▸ Task:
When the string "responses" occurs in a line of the records, show that line.

▸ Dataset extract:
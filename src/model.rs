//! Chat model boundary
//!
//! The external language model is a black box invoked once per round-trip:
//! it receives the message list and tool schemas and answers with either a
//! final text or a batch of tool calls. `OpenAiChatModel` talks to any
//! OpenAI-compatible chat-completions endpoint over a pooled reqwest client;
//! `ScriptedModel` replays a fixed sequence for tests.

use crate::error::AgentError;
use crate::models::{ChatMessage, ChatRole, ToolSchema};
use async_trait::async_trait;
use serde::{Deserialize, Serialize};
use serde_json::Value;
use std::collections::VecDeque;
use std::sync::Mutex;
use std::time::Duration;
use tracing::{error, info};

/// A tool call as requested by the model, before the loop indexes it.
#[derive(Debug, Clone)]
pub struct ToolCallRequest {
    pub id: String,
    pub name: String,
    pub arguments: Value,
}

/// One model round-trip result: a final answer xor tool calls.
#[derive(Debug, Clone)]
pub enum ModelResponse {
    Final(String),
    ToolCalls(Vec<ToolCallRequest>),
}

/// Sampling parameters for the model request.
#[derive(Debug, Clone)]
pub struct SamplingParams {
    pub temperature: f32,
    pub max_tokens: u32,
}

impl Default for SamplingParams {
    fn default() -> Self {
        Self {
            temperature: 0.7,
            max_tokens: 1024,
        }
    }
}

/// Trait for one synchronous model round-trip.
#[async_trait]
pub trait ChatModel: Send + Sync {
    async fn complete(
        &self,
        messages: &[ChatMessage],
        tools: &[ToolSchema],
    ) -> crate::Result<ModelResponse>;
}

//
// ================= HTTP implementation =================
//

/// Reusable chat-completions client (connection-pooled).
pub struct OpenAiChatModel {
    client: reqwest::Client,
    api_key: String,
    base_url: String,
    model: String,
    sampling: SamplingParams,
}

impl OpenAiChatModel {
    /// `base_url` is the completions endpoint root, e.g.
    /// `https://api.openai.com/v1`. The timeout applies per round-trip.
    pub fn new(
        api_key: String,
        base_url: String,
        model: String,
        sampling: SamplingParams,
        timeout: Duration,
    ) -> crate::Result<Self> {
        let client = reqwest::Client::builder()
            .pool_idle_timeout(Duration::from_secs(90))
            .pool_max_idle_per_host(8)
            .timeout(timeout)
            .build()?;

        Ok(Self {
            client,
            api_key,
            base_url: base_url.trim_end_matches('/').to_string(),
            model,
            sampling,
        })
    }
}

#[async_trait]
impl ChatModel for OpenAiChatModel {
    async fn complete(
        &self,
        messages: &[ChatMessage],
        tools: &[ToolSchema],
    ) -> crate::Result<ModelResponse> {
        if self.api_key.is_empty() {
            return Err(AgentError::ModelUnavailable(
                "model API key not configured".to_string(),
            ));
        }

        let request = CompletionRequest {
            model: self.model.clone(),
            messages: messages.iter().map(WireMessage::from).collect(),
            tools: tools.iter().map(WireTool::from).collect(),
            tool_choice: "auto",
            temperature: self.sampling.temperature,
            max_tokens: self.sampling.max_tokens,
        };

        info!(model = %self.model, messages = messages.len(), "calling chat model");

        let response = self
            .client
            .post(format!("{}/chat/completions", self.base_url))
            .bearer_auth(&self.api_key)
            .json(&request)
            .send()
            .await
            .map_err(|e| {
                error!("model request failed: {}", e);
                AgentError::ModelUnavailable(format!("model request failed: {}", e))
            })?;

        if !response.status().is_success() {
            let status = response.status();
            let body = response.text().await.unwrap_or_default();
            error!(%status, "model returned error response");
            return Err(AgentError::ModelUnavailable(format!(
                "model returned {}: {}",
                status, body
            )));
        }

        let completion: CompletionResponse = response.json().await.map_err(|e| {
            AgentError::ModelResponseInvalid(format!("failed to parse model response: {}", e))
        })?;

        let choice = completion.choices.into_iter().next().ok_or_else(|| {
            AgentError::ModelResponseInvalid("model returned no choices".to_string())
        })?;

        if let Some(calls) = choice.message.tool_calls {
            if !calls.is_empty() {
                let requests = calls
                    .into_iter()
                    .map(|call| {
                        let arguments = serde_json::from_str(&call.function.arguments)
                            .unwrap_or(Value::Null);
                        ToolCallRequest {
                            id: call.id,
                            name: call.function.name,
                            arguments,
                        }
                    })
                    .collect();
                return Ok(ModelResponse::ToolCalls(requests));
            }
        }

        match choice.message.content {
            Some(text) if !text.is_empty() => Ok(ModelResponse::Final(text)),
            _ => Err(AgentError::ModelResponseInvalid(
                "model returned neither text nor tool calls".to_string(),
            )),
        }
    }
}

//
// ================= Wire types =================
//

#[derive(Debug, Serialize)]
struct CompletionRequest {
    model: String,
    messages: Vec<WireMessage>,
    #[serde(skip_serializing_if = "Vec::is_empty")]
    tools: Vec<WireTool>,
    tool_choice: &'static str,
    temperature: f32,
    max_tokens: u32,
}

#[derive(Debug, Serialize)]
struct WireMessage {
    role: &'static str,
    content: String,
    #[serde(skip_serializing_if = "Option::is_none")]
    tool_calls: Option<Vec<WireToolCall>>,
    #[serde(skip_serializing_if = "Option::is_none")]
    tool_call_id: Option<String>,
    #[serde(skip_serializing_if = "Option::is_none")]
    name: Option<String>,
}

impl From<&ChatMessage> for WireMessage {
    fn from(msg: &ChatMessage) -> Self {
        let role = match msg.role {
            ChatRole::System => "system",
            ChatRole::User => "user",
            ChatRole::Assistant => "assistant",
            ChatRole::Tool => "tool",
        };
        let tool_calls = msg.tool_calls.as_ref().map(|calls| {
            calls
                .iter()
                .map(|call| WireToolCall {
                    id: call.id.clone(),
                    kind: "function",
                    function: WireFunctionCall {
                        name: call.name.clone(),
                        arguments: call.arguments.to_string(),
                    },
                })
                .collect()
        });
        Self {
            role,
            content: msg.content.clone(),
            tool_calls,
            tool_call_id: msg.tool_call_id.clone(),
            name: msg.name.clone(),
        }
    }
}

#[derive(Debug, Serialize)]
struct WireToolCall {
    id: String,
    #[serde(rename = "type")]
    kind: &'static str,
    function: WireFunctionCall,
}

#[derive(Debug, Serialize, Deserialize)]
struct WireFunctionCall {
    name: String,
    arguments: String,
}

#[derive(Debug, Serialize)]
struct WireTool {
    #[serde(rename = "type")]
    kind: &'static str,
    function: WireFunction,
}

#[derive(Debug, Serialize)]
struct WireFunction {
    name: String,
    description: String,
    parameters: Value,
}

impl From<&ToolSchema> for WireTool {
    fn from(schema: &ToolSchema) -> Self {
        Self {
            kind: "function",
            function: WireFunction {
                name: schema.name.clone(),
                description: schema.description.clone(),
                parameters: schema.parameters.clone(),
            },
        }
    }
}

#[derive(Debug, Deserialize)]
struct CompletionResponse {
    choices: Vec<Choice>,
}

#[derive(Debug, Deserialize)]
struct Choice {
    message: ChoiceMessage,
}

#[derive(Debug, Deserialize)]
struct ChoiceMessage {
    content: Option<String>,
    tool_calls: Option<Vec<IncomingToolCall>>,
}

#[derive(Debug, Deserialize)]
struct IncomingToolCall {
    id: String,
    function: WireFunctionCall,
}

//
// ================= Scripted implementation =================
//

/// Replays a fixed response sequence. Keeps the pipeline testable without a
/// live model; `cycling` repeats the script forever, which is how the
/// iteration-bound tests simulate a model that never stops calling tools.
pub struct ScriptedModel {
    script: Mutex<VecDeque<ModelResponse>>,
    cycle: bool,
}

impl ScriptedModel {
    pub fn new(responses: Vec<ModelResponse>) -> Self {
        Self {
            script: Mutex::new(responses.into()),
            cycle: false,
        }
    }

    pub fn cycling(responses: Vec<ModelResponse>) -> Self {
        Self {
            script: Mutex::new(responses.into()),
            cycle: true,
        }
    }
}

#[async_trait]
impl ChatModel for ScriptedModel {
    async fn complete(
        &self,
        _messages: &[ChatMessage],
        _tools: &[ToolSchema],
    ) -> crate::Result<ModelResponse> {
        let mut script = self
            .script
            .lock()
            .map_err(|_| AgentError::ModelUnavailable("script lock poisoned".to_string()))?;

        let response = script
            .pop_front()
            .ok_or_else(|| AgentError::ModelUnavailable("scripted model exhausted".to_string()))?;

        if self.cycle {
            script.push_back(response.clone());
        }

        Ok(response)
    }
}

▸ Answer area:
    pub fn new(responses: Vec<ModelResponse>) -> Self {
            script: Mutex::new(responses.into()),
    pub fn cycling(responses: Vec<ModelResponse>) -> Self {
            script: Mutex::new(responses.into()),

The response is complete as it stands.